--- TASK INPUTS Enclosed Below ---

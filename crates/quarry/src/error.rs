//! Error types for quarry operations.

use thiserror::Error;

/// Result alias used throughout the crate.
pub type QuarryResult<T> = Result<T, QuarryError>;

/// Errors surfaced by query construction, rendering and execution.
#[derive(Debug, Error)]
pub enum QuarryError {
    /// A dialect was asked to render a clause group it does not support.
    #[error("Dialect '{dialect}' does not support {clause}")]
    Unsupported { clause: String, dialect: String },

    /// A value or column could not be mapped to a known data kind.
    #[error("No data kind mapping for {0}")]
    Unmapped(String),

    /// The query is structurally invalid (e.g. UPDATE without SET).
    #[error("Validation error: {0}")]
    Validation(String),

    /// A cell could not be decoded into the requested type.
    #[error("Decode error on column '{column}': {message}")]
    Decode { column: String, message: String },

    /// A statement was executed and the engine reported a failure.
    #[error("Execution error: {0}")]
    Execution(String),

    /// Expected at least one row, got none.
    #[error("Not found: {0}")]
    NotFound(String),

    /// A connection could not be established or configured.
    #[error("Connection error: {0}")]
    Connection(String),

    /// Error from the PostgreSQL driver.
    #[error("Database error: {0}")]
    Driver(#[from] tokio_postgres::Error),

    /// Error from the connection pool.
    #[cfg(feature = "pool")]
    #[error("Pool error: {0}")]
    Pool(String),
}

impl QuarryError {
    pub fn unsupported(clause: impl Into<String>, dialect: impl Into<String>) -> Self {
        Self::Unsupported {
            clause: clause.into(),
            dialect: dialect.into(),
        }
    }

    pub fn unmapped(what: impl Into<String>) -> Self {
        Self::Unmapped(what.into())
    }

    pub fn validation(msg: impl Into<String>) -> Self {
        Self::Validation(msg.into())
    }

    pub fn decode(column: impl Into<String>, message: impl Into<String>) -> Self {
        Self::Decode {
            column: column.into(),
            message: message.into(),
        }
    }

    pub fn execution(msg: impl Into<String>) -> Self {
        Self::Execution(msg.into())
    }

    pub fn not_found(msg: impl Into<String>) -> Self {
        Self::NotFound(msg.into())
    }

    pub fn connection(msg: impl Into<String>) -> Self {
        Self::Connection(msg.into())
    }
}

#[cfg(feature = "pool")]
impl From<deadpool_postgres::PoolError> for QuarryError {
    fn from(e: deadpool_postgres::PoolError) -> Self {
        Self::Pool(e.to_string())
    }
}

#[cfg(feature = "pool")]
impl From<deadpool_postgres::CreatePoolError> for QuarryError {
    fn from(e: deadpool_postgres::CreatePoolError) -> Self {
        Self::Pool(e.to_string())
    }
}
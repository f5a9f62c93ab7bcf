//! ANSI-flavored reference dialect.
//!
//! The clause plan is rendered by [`render_clause_with`], parameterized
//! on the outer dialect so engine dialects can reuse the ANSI shape
//! while keeping their own type names. Placeholders come from the render
//! context, which carries the outermost query's dialect.

use crate::dialect::{ClauseGroup, Dialect, TxOp};
use crate::error::{QuarryError, QuarryResult};
use crate::query::clause::{
    BoolOp, Comparer, FieldSelector, FromSource, JoinKind, SetValue, SortOrder, WhereClause,
    WhereOperand,
};
use crate::query::render::{self, RenderCtx};
use crate::query::Query;
use crate::value::{DataKind, Value};

pub struct AnsiDialect;

fn selector(field: &FieldSelector) -> String {
    if field.escape {
        field.qualified()
    } else {
        field.name.clone()
    }
}

fn comparer_sql(comparer: Comparer) -> &'static str {
    match comparer {
        Comparer::Eq => "=",
        Comparer::Ne => "<>",
        Comparer::Gt => ">",
        Comparer::Gte => ">=",
        Comparer::Lt => "<",
        Comparer::Lte => "<=",
        Comparer::Like => "LIKE",
        Comparer::NotLike => "NOT LIKE",
    }
}

fn require_table<'q>(query: &'q Query, what: &str) -> QuarryResult<&'q str> {
    query
        .table()
        .ok_or_else(|| QuarryError::validation(format!("{what} requires a target table")))
}

fn condition(clause: &WhereClause, ctx: &mut RenderCtx) -> QuarryResult<String> {
    let left = selector(&clause.field);
    let op = comparer_sql(clause.comparer);
    match &clause.operand {
        WhereOperand::Value(value) => {
            let fragment = ctx.bind(value.clone(), clause.escape);
            Ok(format!("{left} {op} {fragment}"))
        }
        WhereOperand::Field(right) => Ok(format!("{left} {op} {}", selector(right))),
        WhereOperand::List(values) => {
            // `IN ()` is not SQL; an empty list must fail at render time.
            if values.is_empty() {
                return Err(QuarryError::validation(format!(
                    "IN list for {left} is empty"
                )));
            }
            let mut parts = Vec::with_capacity(values.len());
            for value in values {
                parts.push(ctx.bind(value.clone(), clause.escape));
            }
            Ok(format!("{left} IN ({})", parts.join(", ")))
        }
        WhereOperand::Subquery(inner) => {
            let sql = render::render_statement(inner, ctx)?;
            Ok(format!("{left} IN ({sql})"))
        }
        WhereOperand::Null => match clause.comparer {
            Comparer::Eq => Ok(format!("{left} IS NULL")),
            Comparer::Ne => Ok(format!("{left} IS NOT NULL")),
            other => Err(QuarryError::validation(format!(
                "comparer {other:?} cannot test NULL"
            ))),
        },
    }
}

fn conditions(keyword: &str, list: &[WhereClause], ctx: &mut RenderCtx) -> QuarryResult<String> {
    if list.is_empty() {
        return Ok(String::new());
    }
    let mut out = String::from(keyword);
    out.push(' ');
    for (i, clause) in list.iter().enumerate() {
        if i > 0 {
            out.push_str(match clause.bool_op {
                BoolOp::And => " AND ",
                BoolOp::Or => " OR ",
            });
        }
        out.push_str(&condition(clause, ctx)?);
    }
    Ok(out)
}

/// Render one clause group the ANSI way, taking CREATE type names from
/// `dialect`. Engine dialects call this from their own `render_clause`
/// to inherit the plan.
pub(crate) fn render_clause_with(
    dialect: &dyn Dialect,
    group: ClauseGroup,
    query: &Query,
    ctx: &mut RenderCtx,
) -> QuarryResult<String> {
    match group {
        ClauseGroup::Select => {
            let list = query.select_list();
            if list.is_empty() {
                return Ok("SELECT *".to_string());
            }
            let fields: Vec<String> = list.iter().map(selector).collect();
            Ok(format!("SELECT {}", fields.join(", ")))
        }
        ClauseGroup::CountSelect => Ok("SELECT COUNT(*)".to_string()),
        ClauseGroup::From => {
            let sources = query.from_list();
            if sources.is_empty() {
                return Ok(String::new());
            }
            let mut parts = Vec::with_capacity(sources.len());
            for source in sources {
                match source {
                    FromSource::Table(table) => parts.push(table.clone()),
                    FromSource::Subquery { query: inner, alias } => {
                        let sql = render::render_statement(inner, ctx)?;
                        parts.push(format!("({sql}) AS {alias}"));
                    }
                }
            }
            Ok(format!("FROM {}", parts.join(", ")))
        }
        ClauseGroup::Join => {
            let joins = query.join_list();
            if joins.is_empty() {
                return Ok(String::new());
            }
            let mut parts = Vec::with_capacity(joins.len());
            for join in joins {
                let kind = match join.kind {
                    JoinKind::Inner => "INNER JOIN",
                    JoinKind::Left => "LEFT JOIN",
                    JoinKind::Right => "RIGHT JOIN",
                };
                parts.push(format!(
                    "{kind} {} ON {} = {}",
                    join.table,
                    selector(&join.left),
                    selector(&join.right)
                ));
            }
            Ok(parts.join(" "))
        }
        ClauseGroup::Where => conditions("WHERE", query.where_list(), ctx),
        ClauseGroup::GroupBy => {
            let list = query.group_list();
            if list.is_empty() {
                return Ok(String::new());
            }
            let fields: Vec<String> = list.iter().map(selector).collect();
            Ok(format!("GROUP BY {}", fields.join(", ")))
        }
        ClauseGroup::Having => conditions("HAVING", query.having_list(), ctx),
        ClauseGroup::OrderBy => {
            let list = query.order_list();
            if list.is_empty() {
                return Ok(String::new());
            }
            let parts: Vec<String> = list
                .iter()
                .map(|o| {
                    let dir = match o.order {
                        SortOrder::Asc => "ASC",
                        SortOrder::Desc => "DESC",
                    };
                    format!("{} {dir}", selector(&o.field))
                })
                .collect();
            Ok(format!("ORDER BY {}", parts.join(", ")))
        }
        ClauseGroup::Limit => match query.limit_window() {
            Some((count, offset)) => Ok(format!("LIMIT {count} OFFSET {offset}")),
            None => Ok(String::new()),
        },
        ClauseGroup::InsertInto => {
            let table = require_table(query, "INSERT")?;
            let columns = query.column_set();
            if columns.is_empty() {
                return Err(QuarryError::validation("INSERT requires at least one column"));
            }
            Ok(format!("INSERT INTO {table} ({})", columns.join(", ")))
        }
        ClauseGroup::Values => {
            let rows = query.value_rows();
            if rows.is_empty() {
                return Err(QuarryError::validation(
                    "INSERT requires at least one value row",
                ));
            }
            let columns = query.column_set();
            let mut rendered_rows = Vec::with_capacity(rows.len());
            for row in rows {
                let mut cells = Vec::with_capacity(columns.len());
                for column in columns {
                    // A row without a cell for this column inserts NULL.
                    let value = row
                        .iter()
                        .find(|(c, _)| c == column)
                        .map(|(_, v)| v.clone())
                        .unwrap_or(Value::Null);
                    cells.push(ctx.bind(value, true));
                }
                rendered_rows.push(format!("({})", cells.join(", ")));
            }
            Ok(format!("VALUES {}", rendered_rows.join(", ")))
        }
        ClauseGroup::UpdateTable => {
            let table = require_table(query, "UPDATE")?;
            Ok(format!("UPDATE {table}"))
        }
        ClauseGroup::Set => {
            let sets = query.set_list();
            if sets.is_empty() {
                return Err(QuarryError::validation(
                    "UPDATE requires at least one SET entry",
                ));
            }
            let mut parts = Vec::with_capacity(sets.len());
            for set in sets {
                let fragment = match &set.value {
                    SetValue::Value(value) => ctx.bind(value.clone(), true),
                    SetValue::Raw(raw) => raw.clone(),
                };
                parts.push(format!("{} = {fragment}", set.column));
            }
            Ok(format!("SET {}", parts.join(", ")))
        }
        ClauseGroup::DeleteFrom => {
            let table = require_table(query, "DELETE")?;
            Ok(format!("DELETE FROM {table}"))
        }
        ClauseGroup::Create => {
            let table = require_table(query, "CREATE")?;
            let columns = query.create_list();
            if columns.is_empty() {
                return Err(QuarryError::validation("CREATE requires at least one column"));
            }
            let mut parts = Vec::with_capacity(columns.len());
            for column in columns {
                let type_name = dialect.data_kind_name(column.kind)?;
                match &column.constraints {
                    Some(constraints) => {
                        parts.push(format!("{} {type_name} {constraints}", column.name))
                    }
                    None => parts.push(format!("{} {type_name}", column.name)),
                }
            }
            Ok(format!("CREATE TABLE {table} ({})", parts.join(", ")))
        }
        ClauseGroup::Raw => Ok(query.raw_sql().unwrap_or_default().to_string()),
    }
}

impl Dialect for AnsiDialect {
    fn name(&self) -> &'static str {
        "ansi"
    }

    fn render_clause(
        &self,
        group: ClauseGroup,
        query: &Query,
        ctx: &mut RenderCtx,
    ) -> QuarryResult<String> {
        render_clause_with(self, group, query, ctx)
    }

    fn data_kind_name(&self, kind: DataKind) -> QuarryResult<&'static str> {
        Ok(match kind {
            DataKind::Boolean => "BOOLEAN",
            DataKind::Integer => "INTEGER",
            DataKind::Float => "FLOAT",
            DataKind::Text => "VARCHAR(255)",
            DataKind::Binary => "BLOB",
            DataKind::Timestamp => "TIMESTAMP",
        })
    }

    fn transaction_fragment(&self, op: TxOp, name: Option<&str>) -> QuarryResult<String> {
        let named = |verb: &str| {
            name.map(|n| format!("{verb} {n}")).ok_or_else(|| {
                QuarryError::validation(format!("{verb} requires a savepoint name"))
            })
        };
        match op {
            TxOp::Begin => Ok("BEGIN".to_string()),
            TxOp::Commit => Ok("COMMIT".to_string()),
            TxOp::Rollback => Ok("ROLLBACK".to_string()),
            TxOp::Savepoint => named("SAVEPOINT"),
            TxOp::Release => named("RELEASE SAVEPOINT"),
            TxOp::RollbackTo => named("ROLLBACK TO SAVEPOINT"),
        }
    }
}
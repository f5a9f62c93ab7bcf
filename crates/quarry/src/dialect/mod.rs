//! Dialect seam: clause entries become SQL fragments here.
//!
//! A [`Dialect`] renders one clause group at a time. Every method has a
//! default that answers [`QuarryError::Unsupported`], so a partial dialect
//! fails loudly the first time a query reaches for something it cannot
//! express, rather than emitting broken SQL.

mod ansi;
mod postgres;

pub use ansi::AnsiDialect;
pub use postgres::PostgresDialect;

use std::sync::Arc;

use crate::error::{QuarryError, QuarryResult};
use crate::query::render::RenderCtx;
use crate::query::{Query, StatementKind};
use crate::value::DataKind;

/// The clause groups a statement is assembled from, in render order.
#[derive(Debug, Clone, Copy, PartialEq, Eq)]
pub enum ClauseGroup {
    Select,
    CountSelect,
    From,
    Join,
    Where,
    GroupBy,
    Having,
    OrderBy,
    Limit,
    InsertInto,
    Values,
    UpdateTable,
    Set,
    DeleteFrom,
    Create,
    Raw,
}

/// Transaction control operations a dialect can phrase.
#[derive(Debug, Clone, Copy, PartialEq, Eq)]
pub enum TxOp {
    Begin,
    Commit,
    Rollback,
    Savepoint,
    Release,
    RollbackTo,
}

/// The clause plan for each statement kind. Groups render in this order;
/// a group with nothing to say renders to an empty fragment.
pub fn clause_groups(kind: StatementKind) -> &'static [ClauseGroup] {
    use ClauseGroup::*;
    match kind {
        StatementKind::Select => &[
            Select, From, Join, Where, GroupBy, Having, OrderBy, Limit,
        ],
        StatementKind::Count => &[CountSelect, From, Join, Where],
        StatementKind::Insert => &[InsertInto, Values],
        StatementKind::Update => &[UpdateTable, Set, Where],
        StatementKind::Delete => &[DeleteFrom, Where],
        StatementKind::Create => &[Create],
        StatementKind::Raw => &[Raw],
    }
}

/// Renders clause groups, placeholders, type names and transaction
/// fragments for one SQL engine.
pub trait Dialect: Send + Sync {
    fn name(&self) -> &'static str;

    /// Render one clause group of `query` into SQL. Values go through
    /// `ctx` so parameters are registered in statement order.
    fn render_clause(
        &self,
        group: ClauseGroup,
        query: &Query,
        ctx: &mut RenderCtx,
    ) -> QuarryResult<String> {
        let _ = (query, ctx);
        Err(QuarryError::unsupported(
            format!("clause group {group:?}"),
            self.name(),
        ))
    }

    /// The placeholder for the `index`-th bound parameter (1-based).
    /// `label` is the parameter's table label, for dialects that use
    /// named placeholders.
    fn placeholder(&self, index: usize, label: &str) -> String {
        let _ = (index, label);
        "?".to_string()
    }

    /// The type name for a column data kind in CREATE statements.
    fn data_kind_name(&self, kind: DataKind) -> QuarryResult<&'static str> {
        Err(QuarryError::unmapped(format!(
            "data kind {kind:?} in dialect '{}'",
            self.name()
        )))
    }

    /// The SQL for a transaction control operation. `name` is the
    /// savepoint name where the operation takes one.
    fn transaction_fragment(&self, op: TxOp, name: Option<&str>) -> QuarryResult<String> {
        let _ = name;
        Err(QuarryError::unsupported(format!("transaction op {op:?}"), self.name()))
    }
}

/// The shared default dialect handed to queries built without an
/// explicit one.
pub fn ansi() -> Arc<dyn Dialect> {
    Arc::new(AnsiDialect)
}

#[cfg(test)]
mod tests {
    use super::*;

    struct Partial;

    impl Dialect for Partial {
        fn name(&self) -> &'static str {
            "partial"
        }
    }

    #[test]
    fn defaults_answer_unsupported() {
        let d = Partial;
        let mut ctx = RenderCtx::new(crate::query::render::RenderMode::Display, ansi());
        let q = crate::query::select();
        let err = d.render_clause(ClauseGroup::Where, &q, &mut ctx).unwrap_err();
        assert!(matches!(err, QuarryError::Unsupported { .. }));
        assert!(d.data_kind_name(DataKind::Text).is_err());
        assert!(d.transaction_fragment(TxOp::Begin, None).is_err());
    }
}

--- End of Enclosed TASK INPUTS ---

### REQUIRED WORK
Show each line of the material that includes the string "DeleteFrom" by copying it.

### TASK SOLUTION
        ClauseGroup::DeleteFrom => {
    DeleteFrom,
        StatementKind::Delete => &[DeleteFrom, Where],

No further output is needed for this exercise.